Bundan başka taşınmazın değerini belirlemeye yönelik yapılan araştırmada arsa niteliğinde taşınmaza emsal metodu kullanarak değer belirlenmiş ise de; somut emsal olarak değerlendirilen taşınmaza ilişkin bilirkişilerce değerlendirmeye esas alınan satış tarihi (06/04/2012) itibariyle imar planı içine alınıp alınmadığı, imar parseli olup olmadığı, belediye hizmetlerinden yararlanıp yararlanmadığı, yararlanmakta ise hangi hizmetlerden yararlandığının, etraflarının meskun alan olup olmadığı, fiili imar uygulaması sonucu oluşan imar parselleri mi, yoksa imar planına dahil olmakla birlikte olduğu gibi bırakılan kadastro parselleri mi olduklarının ilgili belediye imar müdürlüğü ile tapu müdürlüğünden sorulmamış, bilirkişi raporu denetlenmeden hüküm kurulmuştur,
Ayrıca taşınmazın üzerinde bulunan ağaçların değeri hesaplanırken bu ağaçların dikme suretiyle mi oluştuğu, yoksa kendiliğinden yetişen orman ağaçları mı olduğu, tapusu iptal edilen kısımda bulunan ağaçların hangileri olduğu belirlenmeden tanzim edilen bilirkişi raporu hükme dayanak yapılmıştır.

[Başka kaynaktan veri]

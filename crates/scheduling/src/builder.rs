//! C5: the booking graph builder. Converts a `ScheduleRequest`'s bookings
//! into time-resolved `TripRecord`s, grounded on
//! `original_source/app/services/scheduler/greedy_scheduler.py`'s
//! `TripInfo` (the async `create` classmethod, `_get_trips_from_bookings`,
//! and `_mark_last_leg`). `Booking` and `TripRecord` stay separate owned
//! values here rather than the source's in-place mutation.

use std::collections::HashMap;

use chrono::{DateTime, Duration, Utc};
use chrono_tz::Tz;
use model::{Booking, MobilityAssistance, ScheduleRequest, SchedulerError, SchedulerResult};

use crate::{DefaultTimings, DirectionLookup};

/// Resolved per-request timing parameters, with any request-level
/// overrides already applied over the environment defaults.
#[derive(Debug, Clone, Copy)]
pub struct BuildConfig {
    pub before_pickup_sec: i64,
    pub after_pickup_sec: i64,
    pub dropoff_unloading_sec: i64,
}

impl BuildConfig {
    pub fn from_request(request: &ScheduleRequest, defaults: &DefaultTimings) -> Self {
        Self {
            before_pickup_sec: request
                .before_pickup_time
                .unwrap_or(defaults.before_pickup_sec),
            after_pickup_sec: request
                .after_pickup_time
                .unwrap_or(defaults.after_pickup_sec),
            dropoff_unloading_sec: request
                .dropoff_unloading_time
                .unwrap_or(defaults.dropoff_unloading_sec),
        }
    }
}

/// The engine's internal, time-resolved representation of a booking. Owns
/// a clone of its source `Booking` rather than a mutable reference to it.
#[derive(Debug, Clone)]
pub struct TripRecord {
    pub booking: Booking,
    pub pickup_instant: DateTime<Utc>,
    pub duration_sec: i64,
    pub distance_m: i64,
    pub assistance: MobilityAssistance,
    pub is_last: bool,
    pub adjusted_pickup_time: Option<DateTime<Utc>>,
    pub earliest_arrival_time: DateTime<Utc>,
    pub after_pickup_sec: i64,
    pub dropoff_unloading_sec: i64,
    pub pickup_timezone: Tz,
}

impl TripRecord {
    pub fn pickup_address(&self) -> &str {
        &self.booking.pickup_address
    }

    pub fn dropoff_address(&self) -> &str {
        &self.booking.dropoff_address
    }

    pub fn passenger_key(&self) -> String {
        self.booking.passenger_key()
    }

    /// The latest instant the vehicle may still begin servicing this
    /// booking: `pickup_instant` for a regular leg, `pickup_instant +
    /// after_pickup_in_sec` for the last leg of a multi-leg day.
    pub fn latest_pickup_time(&self) -> DateTime<Utc> {
        if self.is_last {
            self.pickup_instant + Duration::seconds(self.after_pickup_sec)
        } else {
            self.pickup_instant
        }
    }

    pub fn dropoff_time(&self) -> DateTime<Utc> {
        let base = self.adjusted_pickup_time.unwrap_or(self.pickup_instant);
        base + Duration::seconds(self.duration_sec)
    }

    pub fn finish_time(&self) -> DateTime<Utc> {
        self.dropoff_time() + Duration::seconds(self.dropoff_unloading_sec)
    }

    pub fn short(&self) -> String {
        format!(
            "{} [{}]: {} -> {}{}",
            self.booking.short(),
            self.assistance.code(),
            self.pickup_address(),
            self.dropoff_address(),
            if self.is_last { " [L]" } else { "" }
        )
    }
}

/// Builds and time-resolves every trip in a request. A miss on a booking's
/// own pickup->dropoff leg aborts the whole request with `NoRoute`.
pub async fn build_trips(
    request: &ScheduleRequest,
    config: &BuildConfig,
    directions: &dyn DirectionLookup,
) -> SchedulerResult<Vec<TripRecord>> {
    let mut trips = Vec::with_capacity(request.bookings.len());

    for booking in &request.bookings {
        let pickup_timezone = utility::timezone::timezone_by_address(&booking.pickup_address)
            .ok_or_else(|| {
                SchedulerError::BadInput(format!(
                    "could not determine timezone for pickup address \"{}\"",
                    booking.pickup_address
                ))
            })?;
        let pickup_instant = utility::timezone::resolve_pickup_instant(
            &request.date,
            &booking.pickup_time,
            &booking.pickup_address,
        )?;

        let direction = directions
            .fetch(
                &booking.pickup_address,
                &booking.dropoff_address,
                Some(pickup_instant),
            )
            .await?
            .ok_or_else(|| SchedulerError::NoRoute {
                from: booking.pickup_address.clone(),
                to: booking.dropoff_address.clone(),
            })?;

        let earliest_arrival_time = pickup_instant - Duration::seconds(config.before_pickup_sec);

        trips.push(TripRecord {
            assistance: booking.assistance(),
            booking: booking.clone(),
            pickup_instant,
            duration_sec: direction.duration_in_seconds,
            distance_m: direction.distance_in_meter,
            is_last: false,
            adjusted_pickup_time: None,
            earliest_arrival_time,
            after_pickup_sec: config.after_pickup_sec,
            dropoff_unloading_sec: config.dropoff_unloading_sec,
            pickup_timezone,
        });
    }

    mark_last_leg(&mut trips);

    Ok(trips)
}

/// Sorts trips by pickup instant ascending, groups by passenger, and marks
/// the chronologically latest trip of any passenger with >= 2 trips as
/// `is_last`. That passenger's first trip keeps its `earliest_arrival_time`
/// pinned to its own pickup instant (no pre-arrival credit on the first leg
/// of a multi-leg day). Resolves an ambiguity in the source (see
/// DESIGN.md OQ-4): the *latest*, not earliest, trip is `is_last`.
fn mark_last_leg(trips: &mut [TripRecord]) {
    trips.sort_by_key(|trip| trip.pickup_instant);

    let mut by_passenger: HashMap<String, Vec<usize>> = HashMap::new();
    for (index, trip) in trips.iter().enumerate() {
        by_passenger.entry(trip.passenger_key()).or_default().push(index);
    }

    for indices in by_passenger.values() {
        if indices.len() < 2 {
            continue;
        }
        let last_index = *indices.last().expect("non-empty group");
        trips[last_index].is_last = true;
        let first_index = indices[0];
        trips[first_index].earliest_arrival_time = trips[first_index].pickup_instant;
    }
}

/// Partitions trips into three priority buckets, STRETCHER (0) first,
/// WHEELCHAIR (1) second, AMBULATORY (2) last, preserving each bucket's
/// relative (pickup-ascending) order.
pub fn partition_by_priority(trips: Vec<TripRecord>) -> [Vec<TripRecord>; 3] {
    let mut buckets: [Vec<TripRecord>; 3] = [Vec::new(), Vec::new(), Vec::new()];
    for trip in trips {
        buckets[trip.assistance.priority() as usize].push(trip);
    }
    buckets
}

#[cfg(test)]
mod tests {
    use super::*;
    use crate::builder::tests_support::FakeDirections;
    use model::Booking;

    fn booking(id: &str, passenger: &str, pickup_time: &str, addr: &str) -> Booking {
        Booking {
            id: id.to_owned(),
            first_name: None,
            last_name: None,
            passenger_id: Some(passenger.to_owned()),
            additional_passenger_count: 0,
            mobility_assistance: vec![],
            program_name: None,
            pickup_time: pickup_time.to_owned(),
            pickup_address: format!("{addr} 10001"),
            dropoff_address: "200 Elsewhere Ave 10001".to_owned(),
            ride_status: 0,
            pickup_lat: None,
            pickup_lon: None,
            dropoff_lat: None,
            dropoff_lon: None,
            total_seat_count: None,
            ride_fee: None,
            admin_note: None,
            trip_id: None,
            program_id: None,
            program_timezone: None,
            travel_distance: None,
            travel_time: None,
            scheduled_pickup_time: None,
            scheduled_dropoff_time: None,
        }
    }

    #[tokio::test]
    async fn last_leg_is_the_chronologically_latest() {
        let request = ScheduleRequest {
            date: "June 1, 2024".to_owned(),
            bookings: vec![
                booking("1", "alice", "17:00", "100 Home St"),
                booking("2", "alice", "09:00", "100 Home St"),
            ],
            before_pickup_time: None,
            after_pickup_time: None,
            pickup_loading_time: None,
            dropoff_unloading_time: None,
            optimization: None,
            program_name: None,
            debug: false,
        };
        let config = BuildConfig::from_request(&request, &DefaultTimings::default());
        let directions = FakeDirections::uniform(5000, 600);

        let trips = build_trips(&request, &config, &directions).await.unwrap();

        assert_eq!(trips.len(), 2);
        // Sorted ascending: 09:00 first, 17:00 second.
        assert_eq!(trips[0].booking.id, "2");
        assert!(!trips[0].is_last);
        assert_eq!(trips[0].earliest_arrival_time, trips[0].pickup_instant);
        assert_eq!(trips[1].booking.id, "1");
        assert!(trips[1].is_last);
    }

    #[tokio::test]
    async fn single_trip_passenger_is_never_last() {
        let request = ScheduleRequest {
            date: "June 1, 2024".to_owned(),
            bookings: vec![booking("1", "bob", "09:00", "100 Home St")],
            before_pickup_time: None,
            after_pickup_time: None,
            pickup_loading_time: None,
            dropoff_unloading_time: None,
            optimization: None,
            program_name: None,
            debug: false,
        };
        let config = BuildConfig::from_request(&request, &DefaultTimings::default());
        let directions = FakeDirections::uniform(5000, 600);

        let trips = build_trips(&request, &config, &directions).await.unwrap();
        assert!(!trips[0].is_last);
    }

    #[tokio::test]
    async fn missing_route_on_own_leg_is_no_route() {
        let request = ScheduleRequest {
            date: "June 1, 2024".to_owned(),
            bookings: vec![booking("1", "bob", "09:00", "100 Home St")],
            before_pickup_time: None,
            after_pickup_time: None,
            pickup_loading_time: None,
            dropoff_unloading_time: None,
            optimization: None,
            program_name: None,
            debug: false,
        };
        let config = BuildConfig::from_request(&request, &DefaultTimings::default());
        let directions = FakeDirections::empty();

        let result = build_trips(&request, &config, &directions).await;
        assert!(matches!(result, Err(SchedulerError::NoRoute { .. })));
    }
}

/// Shared in-memory fakes for `builder`/`greedy`/`cp` scenario tests,
/// standing in for `DirectionCache`/`RoutingProvider`.
#[cfg(test)]
pub(crate) mod tests_support {
    use std::collections::HashMap;
    use std::sync::Mutex;

    use async_trait::async_trait;
    use chrono::{DateTime, Utc};
    use model::{Direction, SchedulerResult};

    use crate::DirectionLookup;

    /// A direction lookup fake keyed on `(origin, destination)`, with an
    /// optional uniform fallback for unlisted pairs.
    pub struct FakeDirections {
        routes: Mutex<HashMap<(String, String), Option<Direction>>>,
        uniform: Option<Direction>,
    }

    impl FakeDirections {
        pub fn empty() -> Self {
            Self {
                routes: Mutex::new(HashMap::new()),
                uniform: None,
            }
        }

        pub fn uniform(distance_in_meter: i64, duration_in_seconds: i64) -> Self {
            Self {
                routes: Mutex::new(HashMap::new()),
                uniform: Some(Direction {
                    distance_in_meter,
                    duration_in_seconds,
                }),
            }
        }

        pub fn with_route(
            self,
            origin: &str,
            destination: &str,
            distance_in_meter: i64,
            duration_in_seconds: i64,
        ) -> Self {
            self.routes.lock().unwrap().insert(
                (origin.to_owned(), destination.to_owned()),
                Some(Direction {
                    distance_in_meter,
                    duration_in_seconds,
                }),
            );
            self
        }

        pub fn with_no_route(self, origin: &str, destination: &str) -> Self {
            self.routes
                .lock()
                .unwrap()
                .insert((origin.to_owned(), destination.to_owned()), None);
            self
        }
    }

    #[async_trait]
    impl DirectionLookup for FakeDirections {
        async fn fetch(
            &self,
            origin: &str,
            destination: &str,
            _depart_time: Option<DateTime<Utc>>,
        ) -> SchedulerResult<Option<Direction>> {
            let key = (origin.to_owned(), destination.to_owned());
            if let Some(entry) = self.routes.lock().unwrap().get(&key) {
                return Ok(*entry);
            }
            if origin == destination {
                return Ok(Some(Direction {
                    distance_in_meter: 0,
                    duration_in_seconds: 0,
                }));
            }
            Ok(self.uniform)
        }
    }
}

Eksik inceleme ve araştırma ile hüküm kurulamaz.
O halde mahkemece taşınmazda bulunan kamulaştırma şerhinin dayanağı araştırılarak taşınmazda bir kamulaştırma işlemi yapılıp yapılmadığı, yapılmış ise davacıya kamulaştırmadan dolayı bedel ödenip ödenmediği hususları araştırılmalı, hükme esas alınan raporda somut emsal olarak belirlenen taşınmaza ilişkin olarak yukarda bahsedilen bilgiler araştırılmalı, bilirkişilerce somut emsal alınan taşınmazın uygun emsal olup olmadığı denetlenmeli, yeniden yapılacak keşif ile tapusu iptal edilen kısımda bulunan ağaçların yaşı, cinsi ve sayısı belirlenmeli, bilirkişilerce somut emsal olarak alınan taşınmazın, uygun emsal olmadığı belirlendiği takdirde taraflara, dava konusu taşınmaza yakın bölgelerden ve değerlendirme tarihi olan dava tarihinden önce ve yakın zaman içinde satışı yapılan benzer yüzölçümlü satışları bildirmeleri için olanak tanınması, gerekli görülürse re"sen emsal getirtme yoluna gidilmesi ve bu emsallere göre değer biçilmesi için konunun uzmanı bilirkişilerden yeniden oluşturulacak bilirkişi kurulundan denetlemeye olanak veren bilimsel verileri içeren, emsal ile tazminat istemine dayanak taşınmazın eksik ve üstün yönlerinin karşılaştırıldığı rapor alınması, alınan emsal ile tazminata konu taşınmaza ait Arsa Metrekare Rayiç Bedeli Takdir Komisyonu tarafından belirlenen emlak vergisine esas olan m² değerleri, ilgili Belediye Başkanlığı Emlak Vergi Dairesinden istenip, tazminata konu taşınmazın, emsal taşınmazlara göre üstünlük oranı yönünden bilirkişi kurulu raporu da denetlenmeli, taşınmazda kamulaştırma işlemi yapılmış ve davacıya kamulaştırmadan dolayı bir bedel ödenmiş ise bu bedel de değerlendirmeye alınarak oluşacak sonuca göre karar verilmelidir.
SONUÇ:Yukarıda açıklanan nedenlerle davalı Hazinenin temyiz itirazlarının kabulü ile hükmün BOZULMASINA 10/05/2018 gününde oy birliği ile karar verildi.